Sagement installé au milieu des vignes et des vergers alentours, le Château de Muzot date du XIIIe siècle.

LA GRANDE SOLITUDE INTÉRIEURE

De façon intéressante, c’est en Valais que Rilke a écrit ses plus grands chefs d’œuvre. «Une chose est nécessaire, aimait-il dire au sujet du processus créatif. La solitude. La grande solitude intérieure.» Dès 1921, il la trouvera dans la tour de Muzot, dont il se revêtira «comme d’une armure» faite de silence et d’isolement. «Il y passera les cinq dernières années de sa vie, cinq courtes années, mais qui seront celles de la renaissance artistique et d’une inspiration nouvelle, détaille Martine Desarzens, fille du chef d’orchestre suisse Victor Desarzens, à qui le château fut régulièrement prêté dès 1954. C’est à Muzot qu’il achèvera les Élégies de Duino et qu’il rédigera les Sonnets à Orphée, ainsi que les recueils de poèmes Vergers et les Quatrains valaisans.» Ce manoir fortifié datant du XIIIe siècle est à l’image de son illustre hôte: symbolique et mystérieux (elle n’est pas ouverte au public).
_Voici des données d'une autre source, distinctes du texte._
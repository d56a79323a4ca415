use crate::raft::configuration::Member;
use crate::util::errors::{RaftError, Result};
use serde::{Deserialize, Serialize};
use std::path::{Path, PathBuf};
use std::time::Duration;

#[derive(Debug, Clone, Serialize, Deserialize)]
#[serde(default)]
pub struct RaftConfig {
    /// Unique identifier for this node
    pub node_id: String,

    /// Minimum election timeout in milliseconds (e.g., 150)
    pub election_timeout_min_ms: u64,

    /// Maximum election timeout in milliseconds (e.g., 300)
    pub election_timeout_max_ms: u64,

    /// Heartbeat interval in milliseconds (e.g., 50)
    /// Should be much less than election timeout
    pub heartbeat_interval_ms: u64,

    /// Granularity of the member's logical clock
    pub tick_interval_ms: u64,

    /// How long a replication request may stay unanswered before it is resent
    pub request_timeout_ms: u64,

    /// Deadline for join, leave and force-configure requests
    pub reconfigure_timeout_ms: u64,

    /// A leader that heard from no quorum for this long steps down
    pub quorum_timeout_ms: u64,

    /// Lag (in entries) above which a snapshot is sent instead of the log
    pub replication_threshold: u64,

    /// Upper bound of entries carried by one append request
    pub max_append_entries: usize,

    /// Size of the chunks a snapshot is split into
    pub snapshot_chunk_size: usize,

    /// Directory for persistent storage
    pub data_dir: PathBuf,

    /// Seed for election jitter; random when absent
    pub seed: Option<u64>,
}

impl RaftConfig {
    pub fn election_timeout_min(&self) -> Duration {
        Duration::from_millis(self.election_timeout_min_ms)
    }

    pub fn election_timeout_max(&self) -> Duration {
        Duration::from_millis(self.election_timeout_max_ms)
    }

    pub fn heartbeat_interval(&self) -> Duration {
        Duration::from_millis(self.heartbeat_interval_ms)
    }

    pub fn tick_interval(&self) -> Duration {
        Duration::from_millis(self.tick_interval_ms)
    }

    pub fn validate(&self) -> std::result::Result<(), String> {
        if self.election_timeout_min_ms >= self.election_timeout_max_ms {
            return Err("election_timeout_min must be less than election_timeout_max".to_string());
        }

        if self.heartbeat_interval_ms >= self.election_timeout_min_ms {
            return Err("heartbeat_interval must be less than election_timeout_min".to_string());
        }

        if self.tick_interval_ms == 0 || self.tick_interval_ms > self.heartbeat_interval_ms {
            return Err("tick_interval must be between 1 and heartbeat_interval".to_string());
        }

        if self.request_timeout_ms < self.tick_interval_ms {
            return Err("request_timeout must be at least one tick".to_string());
        }

        if self.max_append_entries == 0 || self.snapshot_chunk_size == 0 {
            return Err("max_append_entries and snapshot_chunk_size must be positive".to_string());
        }

        if self.node_id.is_empty() {
            return Err("node_id cannot be empty".to_string());
        }

        Ok(())
    }
}

impl Default for RaftConfig {
    fn default() -> Self {
        Self {
            node_id: "node-0".to_string(),
            election_timeout_min_ms: 150,
            election_timeout_max_ms: 300,
            heartbeat_interval_ms: 50,
            tick_interval_ms: 10,
            request_timeout_ms: 100,
            reconfigure_timeout_ms: 5_000,
            quorum_timeout_ms: 600,
            replication_threshold: 100,
            max_append_entries: 64,
            snapshot_chunk_size: 64 * 1024,
            data_dir: PathBuf::from("./data"),
            seed: None,
        }
    }
}

#[derive(Debug, Clone, Serialize, Deserialize, PartialEq)]
pub struct MemberConfig {
    pub id: String,
    #[serde(default = "default_priority")]
    pub priority: u32,
    #[serde(default)]
    pub passive: bool,
}

fn default_priority() -> u32 {
    1
}

impl MemberConfig {
    pub fn to_member(&self) -> Member {
        let member = if self.passive {
            Member::passive(self.id.clone())
        } else {
            Member::active(self.id.clone())
        };
        member.with_priority(self.priority)
    }
}

#[derive(Debug, Clone, Default, Serialize, Deserialize)]
#[serde(default)]
pub struct ClusterConfig {
    pub members: Vec<MemberConfig>,
}

impl ClusterConfig {
    pub fn members(&self) -> Vec<Member> {
        self.members.iter().map(MemberConfig::to_member).collect()
    }
}

#[derive(Debug, Clone, Default, Serialize, Deserialize)]
#[serde(default)]
pub struct Config {
    pub raft: RaftConfig,
    pub cluster: ClusterConfig,
}

impl Config {
    /// Loads a TOML file; absent fields keep their defaults.
    pub fn load(path: &Path) -> Result<Self> {
        let content = std::fs::read_to_string(path)?;
        Self::from_toml(&content)
    }

    pub fn from_toml(content: &str) -> Result<Self> {
        let config: Config =
            toml::from_str(content).map_err(|e| RaftError::InvalidConfig(e.to_string()))?;
        config.raft.validate().map_err(RaftError::InvalidConfig)?;
        Ok(config)
    }
}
Situé au-dessus d’une pente assez raide, sagement installé au milieu des vignes et des vergers alentours, il tutoie le ciel, «exact point d’équilibre entre les douces lignes du coteau et la dureté vertigineuse des montagnes.» Rilke nouera avec ces vieilles pierres un lien d’amitié, comme en témoigne une lettre adressée à Lou dans laquelle il dit être sorti pour «caresser le petit Muzot, qui le protège (…) comme un grand vieil animal.» C’est aussi dans cette vieille bâtisse qu’il parviendra enfin à panser ses plaies. N’écoutant que le frémissement des feuilles du peuplier devant sa fenêtre, il concèdera enfin: «Être ici-bas est magnifique» (Septième Elégie).